You are viewing a plain text version of this content. The canonical link for it is here.
Posted to user@nutch.apache.org by Alexander E Genaud <lx...@pobox.com> on 2006/07/29 16:42:13 UTC
nutch 0.8: invertlinks IOException segments/parse_data
Hello, I am receiving an IOException when running a Whole web crawl
via cygwin. Interestingly (to me at least), the error reads:
..../crawl/segments/parse_data
rather than
..../crawl/segments/20060729123456/parse_data
$ nutch-0.8/bin/nutch invertlinks crawl/linkdb crawl/segments
Exception in thread "main" java.io.IOException: Input directory
c:/alex/vicaya-root/trunk/dist/vicaya-0.2.0/vicaya/crawl
/segments/parse_data in local is invalid.

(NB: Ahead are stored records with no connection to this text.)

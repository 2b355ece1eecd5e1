//! Big-endian byte and MSB-first bit reader over segment data.

use crate::error::{ParseError, Result};

/// A reader for reading bits and bytes from a byte stream.
///
/// All byte-level reads assume that the reader is byte-aligned, which holds
/// everywhere outside of Huffman-coded data.
#[derive(Debug, Clone)]
pub(crate) struct Reader<'a> {
    data: &'a [u8],
    /// The position in bits.
    cur_pos: usize,
}

impl<'a> Reader<'a> {
    #[inline(always)]
    pub(crate) fn new(data: &'a [u8]) -> Self {
        Self { data, cur_pos: 0 }
    }

    #[inline(always)]
    pub(crate) fn align(&mut self) {
        self.cur_pos = self.cur_pos.next_multiple_of(8);
    }

    #[inline(always)]
    pub(crate) fn at_end(&self) -> bool {
        self.byte_pos() >= self.data.len()
    }

    /// The unread rest of the data, starting at the current byte.
    #[inline(always)]
    pub(crate) fn tail(&self) -> &'a [u8] {
        self.data.get(self.byte_pos()..).unwrap_or_default()
    }

    #[inline(always)]
    pub(crate) fn read_bytes(&mut self, len: usize) -> Result<&'a [u8]> {
        debug_assert_eq!(self.bit_pos(), 0);

        let start = self.byte_pos();
        let end = start.checked_add(len).ok_or(ParseError::UnexpectedEof)?;
        let bytes = self.data.get(start..end).ok_or(ParseError::UnexpectedEof)?;
        self.cur_pos = end * 8;

        Ok(bytes)
    }

    #[inline(always)]
    pub(crate) fn skip_bytes(&mut self, len: usize) -> Result<()> {
        self.read_bytes(len).map(|_| ())
    }

    #[inline(always)]
    pub(crate) fn read_byte(&mut self) -> Result<u8> {
        Ok(self.read_array::<1>()?[0])
    }

    #[inline(always)]
    pub(crate) fn read_i8(&mut self) -> Result<i8> {
        Ok(i8::from_be_bytes(self.read_array()?))
    }

    #[inline(always)]
    pub(crate) fn read_u16(&mut self) -> Result<u16> {
        Ok(u16::from_be_bytes(self.read_array()?))
    }

    #[inline(always)]
    pub(crate) fn read_u32(&mut self) -> Result<u32> {
        Ok(u32::from_be_bytes(self.read_array()?))
    }

    #[inline(always)]
    pub(crate) fn read_i32(&mut self) -> Result<i32> {
        Ok(i32::from_be_bytes(self.read_array()?))
    }

    #[inline(always)]
    fn read_array<const N: usize>(&mut self) -> Result<[u8; N]> {
        let bytes = self.read_bytes(N)?;
        bytes.try_into().map_err(|_| ParseError::UnexpectedEof.into())
    }

    #[inline(always)]
    pub(crate) fn read_bit(&mut self) -> Result<u32> {
        let byte = self.cur_byte()?;
        let shift = 7 - self.bit_pos();
        self.cur_pos += 1;

        Ok(u32::from((byte >> shift) & 1))
    }

    /// Read `count` bits (at most 32), most significant bit first.
    #[inline(always)]
    pub(crate) fn read_bits(&mut self, count: u32) -> Result<u32> {
        debug_assert!(count <= 32);

        let mut value = 0_u64;
        let mut remaining = count as usize;

        while remaining > 0 {
            let byte = u64::from(self.cur_byte()?);
            let available = 8 - self.bit_pos();
            let take = remaining.min(available);
            let bits = (byte >> (available - take)) & ((1 << take) - 1);

            value = (value << take) | bits;
            self.cur_pos += take;
            remaining -= take;
        }

        Ok(value as u32)
    }

    #[inline(always)]
    pub(crate) fn byte_pos(&self) -> usize {
        self.cur_pos >> 3
    }

    #[inline(always)]
    fn bit_pos(&self) -> usize {
        self.cur_pos & 7
    }

    #[inline(always)]
    fn cur_byte(&self) -> Result<u8> {
        Ok(*self
            .data
            .get(self.byte_pos())
            .ok_or(ParseError::UnexpectedEof)?)
    }
}

#[cfg(test)]
mod tests {
    use super::*;

    #[test]
    fn mixed_reads() {
        let data = [0x00, 0x00, 0x01, 0x02, 0xFF, 0xFE, 0b1011_0110, 0x80];
        let mut reader = Reader::new(&data);

        assert_eq!(reader.read_u32().unwrap(), 0x0102);
        assert_eq!(reader.read_i8().unwrap(), -1);
        assert_eq!(reader.read_byte().unwrap(), 0xFE);
        assert_eq!(reader.read_bits(3).unwrap(), 0b101);
        assert_eq!(reader.read_bit().unwrap(), 1);
        reader.align();
        assert_eq!(reader.read_bits(1).unwrap(), 1);
        reader.align();
        assert!(reader.at_end());
        assert!(reader.read_byte().is_err());
    }

    #[test]
    fn bits_across_byte_boundary() {
        let mut reader = Reader::new(&[0xFF, 0x00, 0xFF, 0x00, 0xFF]);
        reader.read_bits(4).unwrap();
        assert_eq!(reader.read_bits(32).unwrap(), 0xF00F_F00F);
        assert_eq!(reader.read_bits(5), Err(ParseError::UnexpectedEof.into()));
    }
}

at org.apache.hadoop.mapred.JobClient.submitJob(JobClient.java:274)
at org.apache.hadoop.mapred.JobClient.runJob(JobClient.java:327)
at org.apache.nutch.crawl.LinkDb.invert(LinkDb.java:212)
at org.apache.nutch.crawl.LinkDb.main(LinkDb.java:316)
My crawl deviates from the tutorial in that I am hitting localhost, I
have created the url seeds manually, my crawl/crawldb, etc directories
are in a different location, and my regex-urlfilter.txt looks like
this:
-^(file|ftp|mailto):
-\.(gif|GIF|jpg|JPG|ico|ICO|css|sit|eps|wmf|zip|ppt|mpg|xls|gz|rpm|tgz|mov|MOV|exe)$
-[?*!@=]
-.*(/.+?)/.*?\1/.*?\1/
+^http://([a-z0-9]*\.)*localhost:8108/
Does anything seem immediately/obviously wrong to anyone?
Re: nutch 0.8: invertlinks IOException segments/parse_data
Posted by Sami Siren <ss...@gmail.com>.
please try
bin/nutch invertlinks crawl/linkdb -dir crawl/segments/
--
Sami Siren
Alexander E Genaud wrote:
> Hello, I am receiving an IOException when running a Whole web crawl
> via cygwin. Interestingly (to me at least), the error reads:
>
> ..../crawl/segments/parse_data
>
> rather than
>
> ..../crawl/segments/20060729123456/parse_data
>
>
> $ nutch-0.8/bin/nutch invertlinks crawl/linkdb crawl/segments
> Exception in thread "main" java.io.IOException: Input directory
> c:/alex/vicaya-root/trunk/dist/vicaya-0.2.0/vicaya/crawl
> /segments/parse_data in local is invalid.
> at org.apache.hadoop.mapred.JobClient.submitJob(JobClient.java:274)
> at org.apache.hadoop.mapred.JobClient.runJob(JobClient.java:327)
> at org.apache.nutch.crawl.LinkDb.invert(LinkDb.java:212)
> at org.apache.nutch.crawl.LinkDb.main(LinkDb.java:316)
>
>
> My crawl deviates from the tutorial in that I am hitting localhost, I
> have created the url seeds manually, my crawl/crawldb, etc directories
> are in a different location, and my regex-urlfilter.txt looks like
> this:
>
>
> -^(file|ftp|mailto):
> -\.(gif|GIF|jpg|JPG|ico|ICO|css|sit|eps|wmf|zip|ppt|mpg|xls|gz|rpm|tgz|mov|MOV|exe)$
>
> -[?*!@=]
> -.*(/.+?)/.*?\1/.*?\1/
> +^http://([a-z0-9]*\.)*localhost:8108/
>
>
> Does anything seem immediately/obviously wrong to anyone?
>